The relationship that we develop with our bodies is a powerful one, and arguably, it’s one that many of us tend to take for granted. Once we get into the rhythm of running regularly, or running injury-free, many of us just assume that day in and day out, we’ll be able to wake-up, do our running thing, and get on with our lives. It’s often not until something huge interrupts our flow that we realize shit, a lot has to happen (on a macro and micro level) in order for me to run, and suddenly our presumption that our hobby of choice will always be there transforms into a sheer attitude of gratitude of being able to just do said hobby in the first place.

While (fortunately) 2016 didn’t beset me with any injuries, or really any niggles to speak of, as I worked to gain strength and speed in that first year postpartum — while also dealing with the shitstorm that was my stomach, and later, the anguish over my cousin — I guess you could say that I fortified my attitude toward running, both currently and in the long-term. I’m not a “have to” runner these days, nor do I plan to be one anytime soon.
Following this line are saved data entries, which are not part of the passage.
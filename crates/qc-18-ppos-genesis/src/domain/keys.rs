//! # Snapshot Key Layout
//!
//! Byte layout of every key genesis writes. Keys are prefix-namespaced so a
//! prefix scan enumerates one record family.
//!
//! | Key | Layout | Value |
//! |-----|--------|-------|
//! | Candidate | `"Can" ‖ addr` | RLP `Candidate` |
//! | Power | `"Power" ‖ BE32(ver') ‖ BE104(prio) ‖ BE64(block) ‖ BE32(tx)` | node address |
//! | Stake ref count | `"AccStakeRc" ‖ addr` | BE64 count |
//! | Epoch index | `"EpochIndex"` | RLP `[ValArrIndex]` |
//! | Round index | `"RoundIndex"` | RLP `[ValArrIndex; 2]` |
//! | Epoch validators | `"EpochValArr" ‖ BE64(start) ‖ BE64(end)` | RLP `ValidatorQueue` |
//! | Round validators | `"RoundValArr" ‖ BE64(start) ‖ BE64(end)` | RLP `ValidatorQueue` |

use super::GenesisError;
use shared_types::{Address, U256};

pub const CANDIDATE_KEY_PREFIX: &[u8] = b"Can";
pub const POWER_KEY_PREFIX: &[u8] = b"Power";
pub const ACCOUNT_STAKE_RC_PREFIX: &[u8] = b"AccStakeRc";
pub const EPOCH_INDEX_KEY: &[u8] = b"EpochIndex";
pub const ROUND_INDEX_KEY: &[u8] = b"RoundIndex";
pub const EPOCH_VAL_ARR_PREFIX: &[u8] = b"EpochValArr";
pub const ROUND_VAL_ARR_PREFIX: &[u8] = b"RoundValArr";

/// Account-state key (under the staking contract) holding the genesis PPoS hash.
pub const PPOS_HASH_KEY: &[u8] = b"PPOSHASH";

// Account-state keys seeded alongside the staking data.
pub const YEAR_END_BALANCE_PREFIX: &[u8] = b"YearEndBalance";
pub const YEAR_END_CUMULATIVE_ISSUE_PREFIX: &[u8] = b"YearEndCumulativeIssue";
pub const LATEST_EPOCH_KEY: &[u8] = b"LatestEpoch";
pub const ACTIVE_VERSIONS_KEY: &[u8] = b"ActVers";

/// Width of the stake priority field in power keys.
const PRIORITY_LEN: usize = 13;

/// Largest stake a power key can rank: 2^104 - 1.
#[must_use]
pub fn max_rankable_shares() -> U256 {
    (U256::one() << (PRIORITY_LEN * 8)) - U256::one()
}

/// Major.minor part of a packed `major<<16 | minor<<8 | patch` version.
#[must_use]
pub const fn major_minor(program_version: u32) -> u32 {
    (program_version >> 8) << 8
}

#[must_use]
pub fn candidate_key(node_address: &Address) -> Vec<u8> {
    prefixed(CANDIDATE_KEY_PREFIX, node_address.as_bytes())
}

/// Power index key. Ascending byte order is descending rank: newer
/// major.minor first, then more stake, then earlier block, then earlier tx.
pub fn power_key(
    shares: U256,
    staking_block_num: u64,
    staking_tx_index: u32,
    program_version: u32,
) -> Result<Vec<u8>, GenesisError> {
    let max = max_rankable_shares();
    if shares > max {
        return Err(GenesisError::Encode {
            what: "power key",
            reason: format!("shares {shares} exceed 2^104-1"),
        });
    }

    let sort_version = (i32::MAX as u32)
        .checked_sub(major_minor(program_version))
        .ok_or_else(|| GenesisError::Encode {
            what: "power key",
            reason: format!("program version {program_version:#x} exceeds 0x7fffffff"),
        })?;
    let mut priority = [0u8; 32];
    (max - shares).to_big_endian(&mut priority);

    let mut key = Vec::with_capacity(POWER_KEY_PREFIX.len() + 4 + PRIORITY_LEN + 8 + 4);
    key.extend_from_slice(POWER_KEY_PREFIX);
    key.extend_from_slice(&sort_version.to_be_bytes());
    key.extend_from_slice(&priority[32 - PRIORITY_LEN..]);
    key.extend_from_slice(&staking_block_num.to_be_bytes());
    key.extend_from_slice(&staking_tx_index.to_be_bytes());
    Ok(key)
}

#[must_use]
pub fn account_stake_rc_key(account: &Address) -> Vec<u8> {
    prefixed(ACCOUNT_STAKE_RC_PREFIX, account.as_bytes())
}

#[must_use]
pub fn epoch_val_arr_key(start: u64, end: u64) -> Vec<u8> {
    range_key(EPOCH_VAL_ARR_PREFIX, start, end)
}

#[must_use]
pub fn round_val_arr_key(start: u64, end: u64) -> Vec<u8> {
    range_key(ROUND_VAL_ARR_PREFIX, start, end)
}

#[must_use]
pub fn year_end_balance_key(year: u32) -> Vec<u8> {
    prefixed(YEAR_END_BALANCE_PREFIX, &year.to_be_bytes())
}

#[must_use]
pub fn year_end_cumulative_issue_key(year: u32) -> Vec<u8> {
    prefixed(YEAR_END_CUMULATIVE_ISSUE_PREFIX, &year.to_be_bytes())
}

fn prefixed(prefix: &[u8], body: &[u8]) -> Vec<u8> {
    let mut key = Vec::with_capacity(prefix.len() + body.len());
    key.extend_from_slice(prefix);
    key.extend_from_slice(body);
    key
}

fn range_key(prefix: &[u8], start: u64, end: u64) -> Vec<u8> {
    let mut key = Vec::with_capacity(prefix.len() + 16);
    key.extend_from_slice(prefix);
    key.extend_from_slice(&start.to_be_bytes());
    key.extend_from_slice(&end.to_be_bytes());
    key
}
I don’t have to run. I get to run.

Having an attitude of gratitude toward this little hobby of mine no doubt helped fuel the fire toward getting stronger, getting faster, and just having a fucking ball out there in 2016. I didn’t expect to set any PRs this soon out from kiddo dos, and while those I set were of course awesome and special, most of my memories from this year come from all the “chop wood/carry water” miles along the way — the daily grind; the running with my kids; the trail adventures; the miles, roads, and routes that become part and parcel of my daily life.

I think I turned a corner in 2016 with my running. That said, I’m intrigued to see what’s down the road in 2017. More than that, though, I’m honestly just grateful to get to be on the road in the first place (cheese cheese cheese, but true). We’ll see what happens. I’m amenable.